Title: Machine Learning Techniques for Building a Large Scale Production Ready Classifier

Year of Publication: Jun - 2015
Page Numbers: 1-16
Authors: Arthi Venkataraman
Conference Name: The Second International Conference on Data Mining, Internet Computing, and Big Data (BigData2015)
- Mauritius


This paper brings out the various techniques we have followed to build a production ready scalable classifier system to classify the tickets raised by employees of an organization. The end users raise the tickets in Natural language which is then automatically classified by the classifier. This is a practical applied research paper in the area of machine learning. We have applied different machine learning techniques like active learning for improving the accuracy of the prediction and have used clustering for handling the data issues found in the training data. The approach we used for the core classifier combined the results of multiple machine learning algorithms using suitable scoring techniques. Use of this system has given more than 50% improvement in the tickets re-assignment index and more than 80% accuracy has been achieved in correctly identifying the classes for the tickets. The system is able to perform at scale, has response times well within the expectations and handles the peak load.
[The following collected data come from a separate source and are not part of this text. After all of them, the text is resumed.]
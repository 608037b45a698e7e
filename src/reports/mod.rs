//! Rendering of per-entry findings and the end-of-run summary

use anyhow::Result;
use std::path::Path;

use crate::scanner::rules::Rules;
use crate::scanner::types::{Findings, ScanReport};

pub mod json;
pub mod progress;
pub mod text;

pub use json::JsonReporter;
pub use progress::StatusLine;
pub use text::TextReporter;

/// What the walker did with an entry it reached
#[derive(Debug, Clone, Copy, PartialEq, Eq)]
pub enum Visit {
    Classified,
    IgnoredFile,
    IgnoredPath,
    /// Walked over but not classified (symlinks, devices, sockets)
    Skipped,
    Failed,
}

/// Receives scan output as the walk progresses
pub trait Reporter {
    fn begin(&mut self, _root: &Path) {}

    /// Called once for every entry the walker yields, in walk order
    fn visit(&mut self, _position: usize, _path: &Path, _visit: Visit) {}

    /// An entry with at least one warning or error
    fn flagged(&mut self, path: &Path, findings: &Findings);

    /// An entry with only informational findings, reported in debug mode
    fn debug_entry(&mut self, _path: &Path, _findings: &Findings) {}

    fn finish(&mut self, report: &ScanReport, rules: &Rules) -> Result<()>;
}

/// Output formats offered on the command line
#[derive(Clone, Copy, Debug, Default, PartialEq, Eq, clap::ValueEnum)]
pub enum OutputFormat {
    /// Human-readable text, streamed as the walk progresses
    #[default]
    Text,
    /// One JSON document printed when the walk completes
    Json,
}

/// Reporter that keeps everything in memory, for library callers and tests
#[derive(Debug, Default)]
pub struct CollectingReporter {
    pub visits: Vec<(std::path::PathBuf, Visit)>,
    pub flagged: Vec<(std::path::PathBuf, Findings)>,
    pub debug: Vec<(std::path::PathBuf, Findings)>,
    pub finished: bool,
}

impl CollectingReporter {
    pub fn new() -> Self {
        Self::default()
    }

    pub fn flagged_findings(&self, path: &Path) -> Option<&Findings> {
        self.flagged
            .iter()
            .find(|(flagged, _)| flagged == path)
            .map(|(_, findings)| findings)
    }

    pub fn visited(&self, path: &Path) -> Option<Visit> {
        self.visits
            .iter()
            .find(|(visited, _)| visited == path)
            .map(|(_, visit)| *visit)
    }
}

impl Reporter for CollectingReporter {
    fn visit(&mut self, _position: usize, path: &Path, visit: Visit) {
        self.visits.push((path.to_path_buf(), visit));
    }

    fn flagged(&mut self, path: &Path, findings: &Findings) {
        self.flagged.push((path.to_path_buf(), findings.clone()));
    }

    fn debug_entry(&mut self, path: &Path, findings: &Findings) {
        self.debug.push((path.to_path_buf(), findings.clone()));
    }

    fn finish(&mut self, _report: &ScanReport, _rules: &Rules) -> Result<()> {
        self.finished = true;
        Ok(())
    }
}
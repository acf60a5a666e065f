//! Timing arithmetic and host-loop integration.
//!
//! The transponder needs two notions of time: the carrier timer that clocks
//! individual toggle slots out of the DMA buffer, and a free-running
//! microsecond counter against which the repeat scheduler places its
//! windows.
//!
//! Contains:
//! - `carrier_timing`: runtime mark/space calculator
//! - `const_carrier_timing`: compile-time mark/space calculator
//! - [`MonotonicClock`]: microsecond time source consumed by the poll loop
//! - `run_transponder_loop`: blocking poll loop over `DelayNs` (feature `delay-loop`)
//! - `global_transponder_tick`, `tick_transponder!()` and `TransferFlag`:
//!   interrupt-safe shared state (feature `timer-isr`)
//!
//! Carrier periods at common timer clocks (I-Lap, 460 750 Hz):
//!
//! | Timer clock | Period | Mark (50 %) |
//! |-------------|--------|-------------|
//! |      72 MHz |    156 |          78 |
//! |      48 MHz |    104 |          52 |
//! |      84 MHz |    182 |          91 |

use libm::round;

use crate::encoding::PulseTiming;

#[cfg(feature = "delay-loop")]
mod delay;
#[cfg_attr(feature = "delay-loop", allow(unused_imports))]
#[cfg(feature = "delay-loop")]
pub use delay::*;

#[cfg(feature = "timer-isr")]
mod isr;
#[cfg_attr(feature = "timer-isr", allow(unused_imports))]
#[cfg(feature = "timer-isr")]
pub use isr::*;

#[cfg(feature = "timer-isr")]
mod macros;
#[cfg_attr(feature = "timer-isr", allow(unused_imports))]
#[cfg(feature = "timer-isr")]
pub use macros::*;

/// Free-running microsecond counter.
///
/// The counter is expected to wrap at `u32::MAX`; the scheduler compares
/// timestamps with wrapping arithmetic.
pub trait MonotonicClock {
    /// Current time in microseconds.
    fn now_us(&mut self) -> u32;
}

/// Computes the carrier period and mark value for a timer clock.
///
/// # Arguments
/// - `timer_hz`: timer input clock in Hz
/// - `carrier_hz`: IR carrier frequency in Hz (e.g. [`ILAP_CARRIER_HZ`](crate::consts::ILAP_CARRIER_HZ))
///
/// # Returns
/// - Timer counts per carrier period (rounds to nearest integer)
/// - [`PulseTiming`] with a 50 % duty mark, or `None` if the mark does not fit
///   an 8-bit slot, rounds down to zero, or `carrier_hz` is zero
pub fn carrier_timing(timer_hz: u32, carrier_hz: u32) -> Option<(u16, PulseTiming)> {
    if carrier_hz == 0 {
        return None;
    }
    let period = round(f64::from(timer_hz) / f64::from(carrier_hz));
    if period > f64::from(u16::MAX) {
        return None;
    }
    let period = period as u16;
    let mark = u8::try_from(period / 2).ok()?;
    if mark == 0 {
        return None;
    }
    Some((period, PulseTiming { mark, space: 0 }))
}

/// Compile-time carrier period and mark calculator.
///
/// Same contract as [`carrier_timing`], using integer rounding.
pub const fn const_carrier_timing(timer_hz: u32, carrier_hz: u32) -> Option<(u16, PulseTiming)> {
    if carrier_hz == 0 {
        return None;
    }
    let period = (timer_hz as u64 + carrier_hz as u64 / 2) / carrier_hz as u64;
    if period > u16::MAX as u64 || period / 2 > u8::MAX as u64 || period / 2 == 0 {
        return None;
    }
    Some((
        period as u16,
        PulseTiming {
            mark: (period / 2) as u8,
            space: 0,
        },
    ))
}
Key takeaways from this paper include: How to build live production ready classifier system How to overcome the data related challenges while building such a system Solution architecture for the classifier system Deployment architecture for the classifier system Being prepared for the kind of post deployment challenges one can face for such a system Benefits of building such a system include Improved Productivity, improved End user experience and quick turnaround time.